Rito Romano

Domenica - 07 Giugno 2020

SS. Trinità A

Prima Lettura

Es 34, 4-6: 4 Mosè tagliò due tavole di pietra come le prime; si alzò di buon mattino e salì sul monte Sinai, come il Signore gli aveva comandato, con le due tavole di pietra in mano.  5 Allora il Signore scese nella nube, si fermò là presso di lui e proclamò il nome del Signore. 6 Il Signore passò davanti a lui, proclamando: «Il Signore, il Signore, Dio misericordioso e pietoso, lento all’ira e ricco di amore e di fedeltà, 

Es 34, 8-9: 8 Mosè si curvò in fretta fino a terra e si prostrò. 9 Disse: «Se ho trovato grazia ai tuoi occhi, Signore, che il Signore cammini in mezzo a noi. Sì, è un popolo di dura cervice, ma tu perdona la nostra colpa e il nostro peccato: fa’ di noi la tua eredità».  

Seconda Lettura

2cor 13, 11-13: 11 Per il resto, fratelli, siate gioiosi, tendete alla perfezione, fatevi coraggio a vicenda, abbiate gli stessi sentimenti, vivete in pace e il Dio dell’amore e della pace sarà con voi. 12 Salutatevi a vicenda con il bacio santo.
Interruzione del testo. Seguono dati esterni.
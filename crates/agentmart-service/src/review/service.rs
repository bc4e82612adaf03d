//! Review service: the staff side of the listing lifecycle.

use std::sync::Arc;

use tracing::warn;
use uuid::Uuid;

use agentmart_auth::{MarketPermission, RbacEnforcer};
use agentmart_core::config::ReviewConfig;
use agentmart_core::error::AppError;
use agentmart_core::traits::Service;
use agentmart_core::types::{PageRequest, PageResponse};
use agentmart_database::store::ListingStore;
use agentmart_entity::listing::{Listing, ListingStatus};

use crate::context::RequestContext;
use crate::workflow::ReviewWorkflow;

/// Staff review queue and decisions.
#[derive(Debug, Clone)]
pub struct ReviewService {
    /// Lifecycle state machine.
    workflow: Arc<ReviewWorkflow>,
    /// Listing storage (reads).
    store: Arc<dyn ListingStore>,
    /// Role checks.
    rbac: Arc<RbacEnforcer>,
    /// Review policy.
    config: ReviewConfig,
}

impl ReviewService {
    /// Creates a new review service.
    pub fn new(
        workflow: Arc<ReviewWorkflow>,
        rbac: Arc<RbacEnforcer>,
        config: ReviewConfig,
    ) -> Self {
        Self {
            store: Arc::clone(workflow.store()),
            workflow,
            rbac,
            config,
        }
    }

    /// Listings waiting for a decision, oldest submission first.
    pub async fn queue(
        &self,
        ctx: &RequestContext,
        page: &PageRequest,
    ) -> Result<PageResponse<Listing>, AppError> {
        self.rbac
            .require_permission(&ctx.role, &MarketPermission::ListingReview)?;
        self.store
            .find_by_status(ListingStatus::UnderReview, page)
            .await
    }

    /// Approves a listing under review.
    pub async fn approve(
        &self,
        ctx: &RequestContext,
        listing_id: Uuid,
    ) -> Result<Listing, AppError> {
        self.rbac
            .require_permission(&ctx.role, &MarketPermission::ListingReview)?;
        self.ensure_not_self_review(ctx, listing_id).await?;
        Ok(self.workflow.approve(listing_id, ctx.user_id).await?)
    }

    /// Rejects a listing under review.
    pub async fn reject(
        &self,
        ctx: &RequestContext,
        listing_id: Uuid,
        reason: &str,
    ) -> Result<Listing, AppError> {
        self.rbac
            .require_permission(&ctx.role, &MarketPermission::ListingReview)?;

        let min = self.config.min_rejection_reason_len;
        if reason.trim().chars().count() < min {
            return Err(AppError::validation(format!(
                "Rejection reason must be at least {min} characters"
            )));
        }

        self.ensure_not_self_review(ctx, listing_id).await?;
        Ok(self
            .workflow
            .reject(listing_id, ctx.user_id, reason)
            .await?)
    }

    /// Staff may not decide on their own listings unless configured otherwise.
    async fn ensure_not_self_review(
        &self,
        ctx: &RequestContext,
        listing_id: Uuid,
    ) -> Result<(), AppError> {
        if self.config.allow_self_review {
            return Ok(());
        }
        // Ownership never changes, so reading outside the transition is safe.
        let owned = self
            .store
            .find_by_id(listing_id)
            .await?
            .is_some_and(|l| l.is_owned_by(ctx.user_id));
        if owned {
            warn!(listing_id = %listing_id, user_id = %ctx.user_id, "Self-review refused");
            return Err(AppError::authorization(
                "Staff may not review their own listings",
            ));
        }
        Ok(())
    }
}

impl Service for ReviewService {}
//! Staff review operations.

pub mod service;

pub use service::ReviewService;
//! # agentmart-auth
//!
//! Authorization for AgentMart. Identity is asserted upstream; this crate
//! only decides what an identified actor may do.
//!
//! ## Modules
//!
//! - `rbac`: role to marketplace permission mapping and enforcement
//! - `capability`: ownership and staff checks on individual listings

pub mod capability;
pub mod rbac;

pub use capability::Capability;
pub use rbac::{MarketPermission, RbacEnforcer, RbacPolicies};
Tutti i santi vi salutano.  13 La grazia del Signore Gesù Cristo, l’amore di Dio e la comunione dello Spirito Santo siano con tutti voi.  

Vangelo

Gv 3, 16-18: 16 Dio infatti ha tanto amato il mondo da dare il Figlio unigenito, perché chiunque crede in lui non vada perduto, ma abbia la vita eterna. 17 Dio, infatti, non ha mandato il Figlio nel mondo per condannare il mondo, ma perché il mondo sia salvato per mezzo di lui. 18 Chi crede in lui non è condannato; ma chi non crede è già stato condannato, perché non ha creduto nel nome dell’unigenito Figlio di Dio.